━━━ Material for the task ━━━

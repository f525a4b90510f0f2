// SPDX-License-Identifier: MIT OR Apache-2.0
// Copyright (c) 2026 Richard Majewski - Varanid Works

use std::error::Error as StdError;
use std::fmt;

/// Tree-level failures, mapped onto kernel errno values by the VFS adapter.
#[derive(Debug, Clone, Copy, PartialEq, Eq)]
pub enum StoreError {
    /// Path absent.
    NotFound,
    /// Parent (or target of a directory operation) is not a directory.
    NotDirectory,
    /// Target is a directory where a file was required.
    IsDirectory,
    /// rmdir of a non-empty directory.
    NotEmpty,
    /// Target already exists.
    Exists,
}

impl StoreError {
    pub fn errno(&self) -> i32 {
        match self {
            StoreError::NotFound => libc::ENOENT,
            StoreError::NotDirectory => libc::ENOTDIR,
            StoreError::IsDirectory => libc::EISDIR,
            StoreError::NotEmpty => libc::ENOTEMPTY,
            StoreError::Exists => libc::EEXIST,
        }
    }
}

impl fmt::Display for StoreError {
    fn fmt(&self, f: &mut fmt::Formatter<'_>) -> fmt::Result {
        let msg = match self {
            StoreError::NotFound => "no such path",
            StoreError::NotDirectory => "not a directory",
            StoreError::IsDirectory => "is a directory",
            StoreError::NotEmpty => "directory not empty",
            StoreError::Exists => "path already exists",
        };
        f.write_str(msg)
    }
}

impl StdError for StoreError {}
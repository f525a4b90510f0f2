// SPDX-License-Identifier: MIT OR Apache-2.0
// Copyright (c) 2026 Richard Majewski - Varanid Works

//! Completion backend adapter.
//!
//! A thin capability seam over an external chat/completion provider: `chat`
//! returns an object conforming to a supplied JSON Schema, `image` returns
//! raw bytes. Both entry points consult the cache before touching the
//! provider and store successful responses.

pub mod models;
mod openai;

pub use openai::{OpenAiBackend, ENV_API_KEY};

use serde::de::DeserializeOwned;
use serde::Serialize;
use serde_json::{json, Value};
use std::error::Error as StdError;
use std::fmt;
use tracing::debug;

#[derive(Debug, Clone, Copy, PartialEq, Eq)]
pub enum BackendErrorKind {
    MissingApiKey,
    /// Transport failure (connect, TLS, timeout).
    Http,
    /// The provider answered with an error payload.
    Api,
    /// The provider answered, but not in the promised shape.
    Schema,
}

#[derive(Debug, Clone)]
pub struct BackendError {
    pub kind: BackendErrorKind,
    pub message: String,
    pub status: Option<u16>,
}

impl BackendError {
    pub fn new(kind: BackendErrorKind, message: impl Into<String>) -> Self {
        BackendError {
            kind,
            message: message.into(),
            status: None,
        }
    }

    pub fn with_status(mut self, status: u16) -> Self {
        self.status = Some(status);
        self
    }
}

impl fmt::Display for BackendError {
    fn fmt(&self, f: &mut fmt::Formatter<'_>) -> fmt::Result {
        write!(f, "backend failed ({:?}): {}", self.kind, self.message)?;
        if let Some(status) = self.status {
            write!(f, " (http {status})")?;
        }
        Ok(())
    }
}

impl StdError for BackendError {}

/// One chat message. Roles are the provider's `system`/`user` strings.
#[derive(Debug, Clone, Serialize)]
pub struct Message {
    pub role: String,
    pub content: String,
}

impl Message {
    pub fn system(content: impl Into<String>) -> Self {
        Message {
            role: "system".to_string(),
            content: content.into(),
        }
    }

    pub fn user(content: impl Into<String>) -> Self {
        Message {
            role: "user".to_string(),
            content: content.into(),
        }
    }
}

/// The provider seam. Implementations perform the raw call; caching lives in
/// the free functions below so every implementation gets it.
pub trait CompletionBackend: Send + Sync {
    fn chat(
        &self,
        model: &str,
        messages: &[Message],
        schema_name: &str,
        schema: &Value,
    ) -> Result<Value, BackendError>;

    fn image(
        &self,
        model: &str,
        prompt: &str,
        size: &str,
        quality: &str,
    ) -> Result<Vec<u8>, BackendError>;
}

/// Cache-through chat call.
pub fn chat(
    backend: &dyn CompletionBackend,
    model: &str,
    messages: &[Message],
    schema_name: &str,
    schema: &Value,
) -> Result<Value, BackendError> {
    let request = json!({
        "type": "chat",
        "model": model,
        "messages": messages,
        "schema": schema,
    });
    if let Some(hit) = touchfs_cache::get(&request) {
        return Ok(hit);
    }
    let response = backend.chat(model, messages, schema_name, schema)?;
    touchfs_cache::put(&request, &response);
    Ok(response)
}

/// Cache-through chat call parsed into a typed response model.
pub fn chat_parsed<T>(
    backend: &dyn CompletionBackend,
    model: &str,
    messages: &[Message],
    schema_name: &str,
) -> Result<T, BackendError>
where
    T: DeserializeOwned + schemars::JsonSchema,
{
    let schema = schemars::gen::SchemaGenerator::default().into_root_schema_for::<T>();
    let schema = serde_json::to_value(schema)
        .map_err(|e| BackendError::new(BackendErrorKind::Schema, e.to_string()))?;
    let value = chat(backend, model, messages, schema_name, &schema)?;
    serde_json::from_value(value).map_err(|e| {
        BackendError::new(
            BackendErrorKind::Schema,
            format!("response does not match {schema_name}: {e}"),
        )
    })
}

/// Cache-through image call. Bytes are cached base64-encoded.
pub fn image(
    backend: &dyn CompletionBackend,
    model: &str,
    prompt: &str,
    size: &str,
    quality: &str,
) -> Result<Vec<u8>, BackendError> {
    use base64::Engine as _;
    let engine = base64::engine::general_purpose::STANDARD;

    let request = json!({
        "type": "image",
        "model": model,
        "prompt": prompt,
        "size": size,
        "quality": quality,
    });
    if let Some(hit) = touchfs_cache::get(&request) {
        if let Some(b64) = hit.as_str() {
            if let Ok(bytes) = engine.decode(b64) {
                return Ok(bytes);
            }
            debug!("cached_image_payload_unreadable");
        }
    }
    let bytes = backend.image(model, prompt, size, quality)?;
    touchfs_cache::put(&request, &Value::String(engine.encode(&bytes)));
    Ok(bytes)
}

#[cfg(test)]
mod tests {
    use super::*;
    use models::GeneratedContent;
    use std::sync::atomic::{AtomicUsize, Ordering};

    struct CountingBackend {
        calls: AtomicUsize,
    }

    impl CompletionBackend for CountingBackend {
        fn chat(
            &self,
            _model: &str,
            _messages: &[Message],
            _schema_name: &str,
            _schema: &Value,
        ) -> Result<Value, BackendError> {
            self.calls.fetch_add(1, Ordering::SeqCst);
            Ok(json!({"content": "generated"}))
        }

        fn image(
            &self,
            _model: &str,
            _prompt: &str,
            _size: &str,
            _quality: &str,
        ) -> Result<Vec<u8>, BackendError> {
            self.calls.fetch_add(1, Ordering::SeqCst);
            Ok(vec![0xFF, 0xD8, 0xFF])
        }
    }

    fn with_temp_cache<R>(f: impl FnOnce() -> R) -> R {
        // Tests share the cache env var; serialize them.
        static LOCK: std::sync::Mutex<()> = std::sync::Mutex::new(());
        let _guard = LOCK.lock().unwrap_or_else(|e| e.into_inner());
        let dir = tempfile::tempdir().unwrap();
        let prev = std::env::var_os(touchfs_cache::ENV_CACHE_FOLDER);
        std::env::set_var(touchfs_cache::ENV_CACHE_FOLDER, dir.path());
        touchfs_cache::stats::set_enabled(true);
        let out = f();
        match prev {
            Some(v) => std::env::set_var(touchfs_cache::ENV_CACHE_FOLDER, v),
            None => std::env::remove_var(touchfs_cache::ENV_CACHE_FOLDER),
        }
        out
    }

    #[test]
    fn second_chat_is_served_from_cache() {
        with_temp_cache(|| {
            let backend = CountingBackend {
                calls: AtomicUsize::new(0),
            };
            let messages = [Message::system("s"), Message::user("u")];
            let a: GeneratedContent =
                chat_parsed(&backend, "gpt-4o", &messages, "generated_content").unwrap();
            let b: GeneratedContent =
                chat_parsed(&backend, "gpt-4o", &messages, "generated_content").unwrap();
            assert_eq!(a.content, b.content);
            assert_eq!(backend.calls.load(Ordering::SeqCst), 1);
        });
    }

    #[test]
    fn image_bytes_survive_the_cache_roundtrip() {
        with_temp_cache(|| {
            let backend = CountingBackend {
                calls: AtomicUsize::new(0),
            };
            let a = image(&backend, "dall-e-3", "a red square", "1024x1024", "standard").unwrap();
            let b = image(&backend, "dall-e-3", "a red square", "1024x1024", "standard").unwrap();
            assert_eq!(a, b);
            assert_eq!(backend.calls.load(Ordering::SeqCst), 1);
        });
    }
}
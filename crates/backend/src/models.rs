// SPDX-License-Identifier: MIT OR Apache-2.0
// Copyright (c) 2026 Richard Majewski - Varanid Works

//! Structured-output response models. Each derives a JSON Schema that is
//! sent to the provider as the response format.

use schemars::JsonSchema;
use serde::{Deserialize, Serialize};

/// Response shape of the default text generator.
#[derive(Debug, Clone, Serialize, Deserialize, JsonSchema)]
#[serde(deny_unknown_fields)]
pub struct GeneratedContent {
    pub content: String,
}

/// Response shape of filesystem seed generation: a flat list of paths.
#[derive(Debug, Clone, Serialize, Deserialize, JsonSchema)]
#[serde(deny_unknown_fields)]
pub struct FileList {
    pub files: Vec<String>,
}

/// Response shape of the executive summary plugin.
#[derive(Debug, Clone, Serialize, Deserialize, JsonSchema)]
#[serde(deny_unknown_fields)]
pub struct ExecutiveSummary {
    pub title: String,
    pub summary: String,
}

#[cfg(test)]
mod tests {
    use super::*;

    #[test]
    fn schemas_expose_expected_fields() {
        let schema = schemars::schema_for!(GeneratedContent);
        let value = serde_json::to_value(&schema).unwrap();
        assert!(value["properties"]["content"].is_object());

        let schema = schemars::schema_for!(FileList);
        let value = serde_json::to_value(&schema).unwrap();
        assert!(value["properties"]["files"].is_object());
    }
}
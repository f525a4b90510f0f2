// SPDX-License-Identifier: MIT OR Apache-2.0
// Copyright (c) 2026 Richard Majewski - Varanid Works

use clap::{CommandFactory, Parser};
use std::process::ExitCode;

fn main() -> ExitCode {
    let cli = touchfs::CliForGen::parse();
    if cli.command.is_none() {
        let mut cmd = touchfs::CliForGen::command();
        let _ = cmd.print_help();
        eprintln!();
        return ExitCode::from(2);
    }
    match touchfs::run_cli(cli.clone()) {
        Ok(()) => ExitCode::SUCCESS,
        Err(err) => {
            // Ensure errors always print, even if tracing isn't configured.
            eprintln!("error: {err:#}");
            // Surface operator hints for common backend failures in human mode.
            if cli.log_format == "human" {
                if let Some(hints) = touchfs::operator_hints_for_error(&err) {
                    eprintln!();
                    eprintln!("hint: {hints}");
                }
            }
            ExitCode::from(1)
        }
    }
}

━━━

__Task__: Nothing outside this range should appear: the lines from the start of the listing through the line with "pub enum StoreError", each reproduced exactly, both ends included.

__Solution to this exercise__:
repository f525a4b90510f0f2
// SPDX-License-Identifier: MIT OR Apache-2.0
// Copyright (c) 2026 Richard Majewski - Varanid Works

use std::error::Error as StdError;
use std::fmt;

/// Tree-level failures, mapped onto kernel errno values by the VFS adapter.
#[derive(Debug, Clone, Copy, PartialEq, Eq)]
pub enum StoreError {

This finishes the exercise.